- DATASET CONTENT
####

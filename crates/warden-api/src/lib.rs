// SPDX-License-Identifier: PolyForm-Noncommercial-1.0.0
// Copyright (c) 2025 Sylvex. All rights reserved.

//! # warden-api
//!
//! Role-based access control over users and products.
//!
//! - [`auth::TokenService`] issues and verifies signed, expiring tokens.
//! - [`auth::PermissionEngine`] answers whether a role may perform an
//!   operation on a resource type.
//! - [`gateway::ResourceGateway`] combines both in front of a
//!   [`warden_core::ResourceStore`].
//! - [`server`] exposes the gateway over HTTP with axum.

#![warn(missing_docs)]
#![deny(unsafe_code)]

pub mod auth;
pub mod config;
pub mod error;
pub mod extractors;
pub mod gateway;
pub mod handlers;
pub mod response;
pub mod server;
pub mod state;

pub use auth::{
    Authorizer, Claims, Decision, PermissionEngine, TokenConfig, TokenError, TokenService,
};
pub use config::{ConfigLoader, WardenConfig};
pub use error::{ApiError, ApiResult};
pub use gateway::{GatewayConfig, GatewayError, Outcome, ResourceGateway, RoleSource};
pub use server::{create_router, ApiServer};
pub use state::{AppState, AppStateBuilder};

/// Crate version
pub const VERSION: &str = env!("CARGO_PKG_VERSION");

####

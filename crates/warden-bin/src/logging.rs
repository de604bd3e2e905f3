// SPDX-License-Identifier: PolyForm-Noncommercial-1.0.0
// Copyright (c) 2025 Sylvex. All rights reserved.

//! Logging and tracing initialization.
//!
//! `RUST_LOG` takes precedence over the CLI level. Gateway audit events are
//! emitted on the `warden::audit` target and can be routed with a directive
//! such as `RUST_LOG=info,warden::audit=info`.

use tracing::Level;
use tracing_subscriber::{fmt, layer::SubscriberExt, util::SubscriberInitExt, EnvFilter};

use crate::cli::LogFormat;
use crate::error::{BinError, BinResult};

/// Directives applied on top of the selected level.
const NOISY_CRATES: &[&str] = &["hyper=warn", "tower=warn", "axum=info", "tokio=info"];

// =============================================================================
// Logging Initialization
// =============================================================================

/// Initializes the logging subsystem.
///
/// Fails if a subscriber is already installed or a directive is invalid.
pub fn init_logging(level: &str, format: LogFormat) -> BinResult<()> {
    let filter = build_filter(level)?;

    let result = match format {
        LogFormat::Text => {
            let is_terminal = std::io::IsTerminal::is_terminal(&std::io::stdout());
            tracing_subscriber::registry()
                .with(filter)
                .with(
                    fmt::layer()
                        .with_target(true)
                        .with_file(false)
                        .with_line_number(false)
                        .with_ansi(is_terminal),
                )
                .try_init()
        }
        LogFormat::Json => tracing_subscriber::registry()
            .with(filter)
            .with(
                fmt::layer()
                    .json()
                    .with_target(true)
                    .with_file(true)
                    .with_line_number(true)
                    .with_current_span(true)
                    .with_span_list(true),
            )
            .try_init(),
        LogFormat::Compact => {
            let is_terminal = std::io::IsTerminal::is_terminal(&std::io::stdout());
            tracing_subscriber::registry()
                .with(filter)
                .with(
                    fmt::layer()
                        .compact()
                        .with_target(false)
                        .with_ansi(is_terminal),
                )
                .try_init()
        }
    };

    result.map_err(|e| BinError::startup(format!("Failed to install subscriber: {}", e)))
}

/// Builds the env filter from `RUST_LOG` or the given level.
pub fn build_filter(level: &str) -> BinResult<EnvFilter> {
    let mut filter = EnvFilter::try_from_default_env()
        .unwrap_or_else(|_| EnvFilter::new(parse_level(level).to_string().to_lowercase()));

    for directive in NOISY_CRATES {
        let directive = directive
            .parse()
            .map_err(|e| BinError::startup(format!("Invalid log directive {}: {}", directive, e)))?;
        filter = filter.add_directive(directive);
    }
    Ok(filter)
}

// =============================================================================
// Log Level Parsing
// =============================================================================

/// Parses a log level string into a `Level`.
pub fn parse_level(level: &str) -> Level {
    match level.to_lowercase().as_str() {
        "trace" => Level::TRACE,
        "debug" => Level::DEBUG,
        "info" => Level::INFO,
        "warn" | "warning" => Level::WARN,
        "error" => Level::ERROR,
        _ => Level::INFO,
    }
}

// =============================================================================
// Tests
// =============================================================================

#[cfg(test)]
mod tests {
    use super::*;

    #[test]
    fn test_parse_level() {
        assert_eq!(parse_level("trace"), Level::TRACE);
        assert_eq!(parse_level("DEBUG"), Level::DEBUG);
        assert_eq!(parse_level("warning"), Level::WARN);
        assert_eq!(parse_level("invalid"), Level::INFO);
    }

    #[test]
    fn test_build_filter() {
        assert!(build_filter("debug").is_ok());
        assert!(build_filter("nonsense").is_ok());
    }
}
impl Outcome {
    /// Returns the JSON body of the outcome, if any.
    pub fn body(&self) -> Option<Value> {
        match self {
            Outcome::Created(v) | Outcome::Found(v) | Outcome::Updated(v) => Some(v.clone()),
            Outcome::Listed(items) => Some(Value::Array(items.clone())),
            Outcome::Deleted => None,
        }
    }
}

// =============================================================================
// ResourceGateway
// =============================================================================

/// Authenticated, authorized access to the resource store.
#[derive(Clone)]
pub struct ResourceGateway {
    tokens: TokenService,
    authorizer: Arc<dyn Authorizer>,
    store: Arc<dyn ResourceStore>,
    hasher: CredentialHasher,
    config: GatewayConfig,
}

####

- YOUR ASSIGNMENT
Work out how many lines above contain "true"; write only the number.

- REPLY TO THE EXERCISE
6